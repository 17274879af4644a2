use crate::{
    element_offset, ArrayError, DType, Element, Enforcer, Expression, Layout, RawData, Shape,
    Storage, Strides, ViewError,
};

#[cfg(feature = "rand")]
use {rand::prelude::*, rand_distr::StandardNormal};

#[cfg(feature = "testing")]
use ndarray::{ArrayD, IxDyn};

/// A contiguous N-dimensional array.
///
/// Arrays own their [`Storage`] through a shared handle: cloning an `Array` aliases the same
/// elements, as does every view built from it. Use [`Array::deep_clone`] for an independent
/// copy.
#[derive(Clone)]
pub struct Array<T: Element> {
    storage: Storage<T>,
    shape: Shape,
    strides: Strides,
    layout: Layout,
}

impl<T: Element> Array<T> {
    pub(crate) fn new_unchecked(data: Vec<T>, shape: Shape, layout: Layout) -> Self {
        let strides = Strides::contiguous(&shape, layout);
        Self {
            storage: Storage::new(data),
            shape,
            strides,
            layout,
        }
    }

    /// Creates a row-major array from a chunk of data.
    pub fn from_data<U: AsRef<[T]>>(data: U, shape: Shape) -> Result<Self, ArrayError> {
        Self::from_data_with_layout(data, shape, Layout::RowMajor)
    }

    /// Creates an array whose data is stored in `layout` order.
    ///
    /// `Layout::Dynamic` has no storage order of its own and is stored row-major.
    pub fn from_data_with_layout<U: AsRef<[T]>>(
        data: U,
        shape: Shape,
        layout: Layout,
    ) -> Result<Self, ArrayError> {
        let data = data.as_ref();
        if data.len() != shape.numel() {
            return Err(ArrayError::ElementCount {
                shape,
                actual: data.len(),
            });
        }
        let layout = match layout {
            Layout::Dynamic => Layout::RowMajor,
            l => l,
        };
        Ok(Self::new_unchecked(data.to_vec(), shape, layout))
    }

    pub fn full(value: T, shape: Shape) -> Self {
        Self::new_unchecked(vec![value; shape.numel()], shape, Layout::RowMajor)
    }

    pub fn zeros(shape: Shape) -> Self {
        Self::full(T::zero(), shape)
    }

    /// Row-major array holding `0, 1, 2, ...`.
    pub fn arange(shape: Shape) -> Self {
        let data = (0..shape.numel()).map(T::from_usize).collect();
        Self::new_unchecked(data, shape, Layout::RowMajor)
    }

    #[cfg(feature = "rand")]
    pub fn randn(shape: Shape) -> Self
    where
        T: num_traits::Float,
    {
        let mut rng = rand::thread_rng();
        let data = (0..shape.numel())
            .map(|_| {
                let sample: f32 = StandardNormal.sample(&mut rng);
                <T as num_traits::NumCast>::from(sample).unwrap_or_else(T::zero)
            })
            .collect::<Vec<_>>();
        Self::new_unchecked(data, shape, Layout::RowMajor)
    }

    /// Reinterprets little-endian element bytes as a row-major array.
    pub fn from_bytes(bytes: &[u8], shape: Shape) -> Result<Self, ArrayError> {
        let data: Vec<T> = bytemuck::try_cast_slice::<u8, T>(bytes)
            .map(|s| s.to_vec())
            .or_else(|_| {
                if bytes.len() % std::mem::size_of::<T>() != 0 {
                    return Err(ArrayError::ByteCount(bytes.len()));
                }
                Ok(bytemuck::pod_collect_to_vec::<u8, T>(bytes))
            })?;
        Self::from_data(data, shape)
    }

    /// Element bytes in row-major order.
    pub fn to_bytes(&self) -> Vec<u8> {
        bytemuck::cast_slice::<T, u8>(&self.to_vec()).to_vec()
    }

    pub fn shape(&self) -> &Shape {
        &self.shape
    }

    pub fn strides(&self) -> &Strides {
        &self.strides
    }

    pub fn layout(&self) -> Layout {
        self.layout
    }

    pub fn storage(&self) -> &Storage<T> {
        &self.storage
    }

    pub fn dt(&self) -> DType {
        T::dt()
    }

    pub fn rank(&self) -> usize {
        self.shape.rank()
    }

    pub fn numel(&self) -> usize {
        self.shape.numel()
    }

    /// Checked read. Extra leading indices are ignored, as in [`Expression::element`].
    pub fn get(&self, index: &[usize]) -> Option<T> {
        Enforcer::check_index(&self.shape, index).ok()?;
        Some(self.element(index))
    }

    pub fn set(&self, index: &[usize], value: T) -> Result<(), ViewError> {
        Enforcer::check_index(&self.shape, index)?;
        let position = element_offset(self.strides.as_ref(), index) as usize;
        self.storage.set(position, value);
        Ok(())
    }

    /// Elements in row-major logical order, whatever the storage layout.
    pub fn to_vec(&self) -> Vec<T> {
        match self.layout {
            Layout::RowMajor => self.storage.to_vec(),
            _ => {
                let data = self.storage.read();
                let row_major = Strides::contiguous(&self.shape, Layout::RowMajor);
                (0..self.numel())
                    .map(|flat| {
                        let index = crate::unravel_index(flat, &row_major);
                        data[element_offset(self.strides.as_ref(), &index) as usize]
                    })
                    .collect()
            }
        }
    }

    /// Copy with its own storage.
    pub fn deep_clone(&self) -> Self {
        Self {
            storage: Storage::new(self.storage.to_vec()),
            shape: self.shape.clone(),
            strides: self.strides.clone(),
            layout: self.layout,
        }
    }

    pub fn all_close(&self, other: &Self, atol: f64, rtol: f64) -> anyhow::Result<()> {
        if self.shape() != other.shape() {
            anyhow::bail!("Shape mismatch {:?} != {:?}", self.shape(), other.shape())
        }
        let (lhs, rhs) = (self.to_vec(), other.to_vec());
        let mut fail_count = 0;
        let mut max_abs_error = 0f64;
        for (a, b) in lhs.iter().zip(rhs.iter()) {
            let (a, b) = (a.to_f64(), b.to_f64());
            let abs_error = (a - b).abs();
            max_abs_error = max_abs_error.max(abs_error);
            if abs_error > atol + rtol * b.abs() {
                fail_count += 1;
            }
        }
        if fail_count > 0 {
            anyhow::bail!("{} samples not close - MAE={}", fail_count, max_abs_error);
        }
        Ok(())
    }

    #[cfg(feature = "testing")]
    pub fn from_ndarray(array: &ArrayD<T>) -> Self {
        let shape = Shape::from(array.shape());
        Self::new_unchecked(array.iter().copied().collect(), shape, Layout::RowMajor)
    }

    #[cfg(feature = "testing")]
    pub fn to_ndarray(&self) -> anyhow::Result<ArrayD<T>> {
        Ok(ArrayD::from_shape_vec(
            IxDyn(&self.shape.to_vec()),
            self.to_vec(),
        )?)
    }
}

impl<T: Element> Expression for Array<T> {
    type Elem = T;

    fn shape(&self) -> &Shape {
        &self.shape
    }

    #[inline]
    fn element(&self, index: &[usize]) -> T {
        self.storage.get(element_offset(self.strides.as_ref(), index) as usize)
    }

    fn layout(&self) -> Layout {
        self.layout
    }

    fn raw_data(&self) -> Option<RawData<'_, T>> {
        Some(RawData::new(&self.storage, &self.strides, 0))
    }
}

impl<T: Element> std::fmt::Debug for Array<T> {
    fn fmt(&self, f: &mut std::fmt::Formatter<'_>) -> std::fmt::Result {
        let data = self.storage.read();
        let length = data.len().min(64);
        f.debug_struct("Array")
            .field("dt", &T::dt())
            .field("shape", &self.shape)
            .field("strides", &self.strides)
            .field("layout", &self.layout)
            .field("data", &&data[..length])
            .finish()
    }
}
--------------------------------------------------
# Assigned task
Starting at the line with "for (a, b) in" and ending at the line with "impl<T: Element> std::fmt::Debug", print each line of the listing above exactly, with no other lines.

# Answer to the exercise
        for (a, b) in lhs.iter().zip(rhs.iter()) {
            let (a, b) = (a.to_f64(), b.to_f64());
            let abs_error = (a - b).abs();
            max_abs_error = max_abs_error.max(abs_error);
            if abs_error > atol + rtol * b.abs() {
                fail_count += 1;
            }
        }
        if fail_count > 0 {
            anyhow::bail!("{} samples not close - MAE={}", fail_count, max_abs_error);
        }
        Ok(())
    }

    #[cfg(feature = "testing")]
    pub fn from_ndarray(array: &ArrayD<T>) -> Self {
        let shape = Shape::from(array.shape());
        Self::new_unchecked(array.iter().copied().collect(), shape, Layout::RowMajor)
    }

    #[cfg(feature = "testing")]
    pub fn to_ndarray(&self) -> anyhow::Result<ArrayD<T>> {
        Ok(ArrayD::from_shape_vec(
            IxDyn(&self.shape.to_vec()),
            self.to_vec(),
        )?)
    }
}

impl<T: Element> Expression for Array<T> {
    type Elem = T;

    fn shape(&self) -> &Shape {
        &self.shape
    }

    #[inline]
    fn element(&self, index: &[usize]) -> T {
        self.storage.get(element_offset(self.strides.as_ref(), index) as usize)
    }

    fn layout(&self) -> Layout {
        self.layout
    }

    fn raw_data(&self) -> Option<RawData<'_, T>> {
        Some(RawData::new(&self.storage, &self.strides, 0))
    }
}

impl<T: Element> std::fmt::Debug for Array<T> {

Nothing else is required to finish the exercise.